Local ultrareview pass findings (P1 + P2s):

- P1 SQL injection: search_similar/preview_delete/bulk_delete interpolated
  arbitrary user-supplied filter KEYS into the WHERE clause via f-string
  (`f"{key} = %s"`). A crafted key (e.g. "1=1 OR ...") injected SQL and
  could OR past the AND-joined visibility/exclusion clauses, leaking other
  users' private documents. Now restricted to an ALLOWED_FILTER_COLUMNS
  allowlist; unknown keys raise ValueError -> HTTP 400 (fail-closed).

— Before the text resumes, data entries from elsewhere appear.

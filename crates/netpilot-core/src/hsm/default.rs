//! Root state: single-default-network behaviour and every command.

use tracing::{debug, info};

use super::message::Message;
use super::Disposition;
use crate::connectivity::Connectivity;
use crate::inet::InetDomain;
use crate::tracker::TrackerEvent;
use crate::types::{DetailedState, State};

pub(crate) fn handle(ctx: &mut Connectivity, msg: &mut Message) -> Disposition {
    let name = msg.name();
    match msg {
        Message::Tracker(TrackerEvent::StateChanged(info)) => {
            debug!(
                target: "hsm",
                "{} state {:?}/{:?}",
                info.network_type, info.state, info.detailed_state
            );
            if info.detailed_state == DetailedState::Failed {
                ctx.handle_connection_failure(info);
            } else if matches!(info.state, State::Disconnected | State::Suspended)
                && info.detailed_state != DetailedState::Idle
            {
                ctx.handle_disconnect(info);
            } else if info.state == State::Connected {
                ctx.handle_connect(info);
            }
        }
        Message::Tracker(TrackerEvent::ConfigurationChanged(info)) => {
            ctx.handle_connectivity_change(info.network_type, false);
        }
        Message::InetConditionChange {
            network_type,
            condition,
        } => {
            if ctx.active_default == Some(*network_type) {
                ctx.inet_report(InetDomain::Primary, *network_type, *condition);
            } else {
                debug!(
                    "Inet report for {} ignored, default is {:?}",
                    network_type, ctx.active_default
                );
            }
        }
        Message::InetConditionHoldEnd { domain, sequence } => {
            ctx.inet_hold_end(*domain, *sequence);
        }
        Message::SetNetworkPreference(preference) => {
            ctx.set_network_preference(*preference, true);
        }
        Message::RestoreDefaultNetwork { user_id } => {
            ctx.shared
                .features
                .stop_user(*user_id, false, &ctx.shared.trackers);
        }
        Message::SetMobileData(enabled) => ctx.set_mobile_data(*enabled, true),
        Message::SetPolicyDataEnable {
            network_type,
            enabled,
        } => {
            if let Some(tracker) = ctx.tracker(*network_type) {
                tracker.set_policy_data_enable(*enabled);
            }
        }
        Message::SetDependencyMet { network_type, met } => {
            if let Some(tracker) = ctx.tracker(*network_type) {
                tracker.set_dependency_met(*met);
            }
        }
        Message::ClearTransitionWakelock { serial } => {
            ctx.shared.wakelock.release(*serial);
        }
        Message::DnsConfigurationChange(network_type) => {
            ctx.handle_dns_configuration_change(*network_type);
        }
        Message::OverrideDns(dns) => {
            info!(target: "dns", "Dns overridden on {}: {:?}", dns.interface, dns.servers);
            let dns = dns.clone();
            // Publish first; the override flag blocks tracker-driven updates.
            ctx.update_dns(&dns.interface, &dns.servers, dns.domains.as_deref());
            ctx.shared.dns.set_override(Some(dns));
        }
        Message::RestoreDns => {
            ctx.shared.dns.set_override(None);
            if let Some(active) = ctx.active_default {
                ctx.handle_dns_configuration_change(active);
            }
        }
        Message::SetGlobalProxy(proxy) => ctx.set_global_proxy(proxy.take()),
        Message::SendBroadcast(broadcast) => ctx.send(broadcast.clone()),
        Message::RequestRouteToHost {
            network_type,
            address,
            pid,
            reply,
        } => {
            let ok = ctx.request_route_to_host(*network_type, *address, *pid);
            if let Some(reply) = reply.take() {
                let _ = reply.send(ok);
            }
        }
        Message::ProcessDied(pid) => {
            let released = ctx.process_died(*pid);
            if released > 0 {
                info!("Released {} requests of dead pid {}", released, pid);
            }
        }
        Message::ReloadSettings => ctx.reload_settings(),
        Message::StartFmc
        | Message::StopFmc
        | Message::SwitchConnectivity(_)
        | Message::ReprioritizeDns(_) => {
            debug!(target: "hsm", "{} ignored outside its variant", name);
        }
    }
    Disposition::Handled
}
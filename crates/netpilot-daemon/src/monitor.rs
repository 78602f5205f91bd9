//! Feeds the trackers from sysfs and rtnetlink. A pass runs on every link,
//! address or route notification from the kernel, with the interval poll as
//! a fallback. Trackers wake the poll early when the service asks for a
//! reconnect or a data setting changes.

use std::fs;
use std::net::IpAddr;
use std::path::Path;
use std::sync::Arc;

use netpilot_netlink::NetlinkEvent;
use tokio::sync::mpsc::UnboundedReceiver;
use tokio_util::sync::CancellationToken;
use tracing::{debug, info, warn};

use netpilot_core::LinkAddress;

use crate::state::DaemonState;
use crate::tracker::{InterfaceTracker, Observation};

const SYS_CLASS_NET: &str = "/sys/class/net";

/// Link state as sysfs reports it: `(ifindex, oper_up)`. `None` when the
/// interface does not exist.
pub fn read_link_state(sys_class_net: &Path, iface: &str) -> Option<(u32, bool)> {
    let dir = sys_class_net.join(iface);
    let index = fs::read_to_string(dir.join("ifindex"))
        .ok()?
        .trim()
        .parse::<u32>()
        .ok()?;
    let operstate = fs::read_to_string(dir.join("operstate")).unwrap_or_default();
    // Point-to-point modems usually report "unknown" while passing traffic.
    let up = matches!(operstate.trim(), "up" | "unknown");
    Some((index, up))
}

async fn observe(tracker: &InterfaceTracker, default_gateways: &[(u32, IpAddr)]) -> Observation {
    let Some((index, oper_up)) = read_link_state(Path::new(SYS_CLASS_NET), tracker.interface())
    else {
        return Observation::default();
    };
    let addresses = if oper_up {
        match netpilot_netlink::list_addresses(index).await {
            Ok(addresses) => addresses
                .into_iter()
                .filter(|a| a.is_routable())
                .map(|a| LinkAddress::new(a.address, a.prefix_len))
                .collect(),
            Err(err) => {
                warn!(target: "net", "Listing addresses of {} failed: {}", tracker.interface(), err);
                Vec::new()
            }
        }
    } else {
        Vec::new()
    };
    let gateway = default_gateways
        .iter()
        .find(|(oif, _)| *oif == index)
        .map(|(_, gw)| *gw);
    Observation {
        present: true,
        oper_up,
        addresses,
        gateway,
    }
}

/// `(oif, gateway)` of every default route in the main table.
async fn default_gateways() -> Vec<(u32, IpAddr)> {
    match netpilot_netlink::list_routes().await {
        Ok(routes) => routes
            .into_iter()
            .filter(|r| r.is_default() && r.table == netpilot_netlink::MAIN_TABLE)
            .filter_map(|r| Some((r.interface_index?, r.gateway?)))
            .collect(),
        Err(err) => {
            debug!(target: "net", "Route dump failed: {}", err);
            Vec::new()
        }
    }
}

async fn poll_once(trackers: &[Arc<InterfaceTracker>]) {
    let gateways = default_gateways().await;
    for tracker in trackers {
        let obs = observe(tracker, &gateways).await;
        tracker.observe(obs);
    }
}

/// Waits for the next kernel notification and swallows the rest of its
/// burst. Pends forever once the subscription is gone.
async fn next_event_burst(events: &mut Option<UnboundedReceiver<NetlinkEvent>>) -> usize {
    let Some(rx) = events.as_mut() else {
        return std::future::pending().await;
    };
    let Some(first) = rx.recv().await else {
        warn!(target: "net", "Netlink event stream closed, polling only");
        *events = None;
        return std::future::pending().await;
    };
    debug!(target: "net", "Kernel notification {:?}", first);
    let mut count = 1;
    while rx.try_recv().is_ok() {
        count += 1;
    }
    count
}

pub async fn run_interface_monitor(state: Arc<DaemonState>, cancel: CancellationToken) {
    if state.trackers.is_empty() {
        info!(target: "net", "No interfaces configured, monitor idle");
        return;
    }
    info!(target: "net", "Monitoring {}", state.tracker_names().join(", "));
    let mut events = match netpilot_netlink::events::subscribe() {
        Ok(rx) => Some(rx),
        Err(err) => {
            warn!(target: "net", "Netlink events unavailable, polling only: {}", err);
            None
        }
    };
    let mut interval = tokio::time::interval(state.config.poll_interval);
    interval.set_missed_tick_behavior(tokio::time::MissedTickBehavior::Delay);
    loop {
        tokio::select! {
            _ = cancel.cancelled() => {
                info!(target: "net", "Interface monitor stopped by shutdown signal");
                break;
            }
            _ = interval.tick() => {}
            count = next_event_burst(&mut events) => {
                debug!(target: "net", "{} kernel notifications, refreshing", count);
            }
            _ = state.monitor_wake.notified() => {
                debug!(target: "net", "Interface monitor woken early");
            }
        }
        poll_once(&state.trackers).await;
    }
}

#[cfg(test)]
mod tests {
    use super::*;
    use tempfile::TempDir;

    fn write_iface(root: &Path, name: &str, index: &str, operstate: &str) {
        let dir = root.join(name);
        fs::create_dir_all(&dir).unwrap();
        fs::write(dir.join("ifindex"), index).unwrap();
        fs::write(dir.join("operstate"), operstate).unwrap();
    }

    #[tokio::test(flavor = "current_thread")]
    async fn event_bursts_are_coalesced() {
        let (tx, rx) = tokio::sync::mpsc::unbounded_channel();
        tx.send(NetlinkEvent::Link(3)).unwrap();
        tx.send(NetlinkEvent::Address(3)).unwrap();
        tx.send(NetlinkEvent::Route).unwrap();
        let mut events = Some(rx);

        assert_eq!(next_event_burst(&mut events).await, 3);

        drop(tx);
        let closed = tokio::time::timeout(
            std::time::Duration::from_millis(20),
            next_event_burst(&mut events),
        )
        .await;
        assert!(closed.is_err());
        assert!(events.is_none());
    }

    #[test]
    fn sysfs_link_state() {
        let temp_dir = TempDir::new().unwrap();
        write_iface(temp_dir.path(), "wlan0", "3\n", "up\n");
        write_iface(temp_dir.path(), "eth0", "2\n", "down\n");
        write_iface(temp_dir.path(), "wwan0", "5\n", "unknown\n");

        assert_eq!(read_link_state(temp_dir.path(), "wlan0"), Some((3, true)));
        assert_eq!(read_link_state(temp_dir.path(), "eth0"), Some((2, false)));
        assert_eq!(read_link_state(temp_dir.path(), "wwan0"), Some((5, true)));
        assert_eq!(read_link_state(temp_dir.path(), "usb0"), None);
    }
}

- GET /stats leaked global document/chunk counts (system_api) while the twin
  /statistics was visibility-scoped. Threaded visibility through
  DocumentIndexer.get_statistics and the route.

- POST /documents/bulk-delete preview enumerated hidden documents and the
  delete could remove them. Both preview_delete and bulk_delete now take a
  visibility clause; the route scopes Postgres by the clause and the LanceDB
  dual-delete by the caller's hidden-id exclusion list, so the two stores
  delete the same visible set (no drift). Admins unrestricted.

- POST /quarantine/{uri}/restore and /quarantine/purge were only
  require_api_key while the listing is visibility-filtered, making restore an
  existence oracle + unauthorized mutation for hidden docs. Now require_admin.

Tests: 15 new (injection rejection for all 3 builders, allowed-column pass,
visibility scoping, route wiring for /stats and bulk-delete, admin-gate
assertion for quarantine). Full suite 1883 passed, 32 skipped.
…faced; persist FAILED; drop spike artifacts

Lower-severity ultrareview findings:

- /search resolved the backend (_should_use_lancedb, which runs the readiness
  gate and can raise) up to 3x per request, including after results were
  computed — a concurrent mutation flipping readiness mid-request turned a
  successful search into a 503. Now resolved once, before search.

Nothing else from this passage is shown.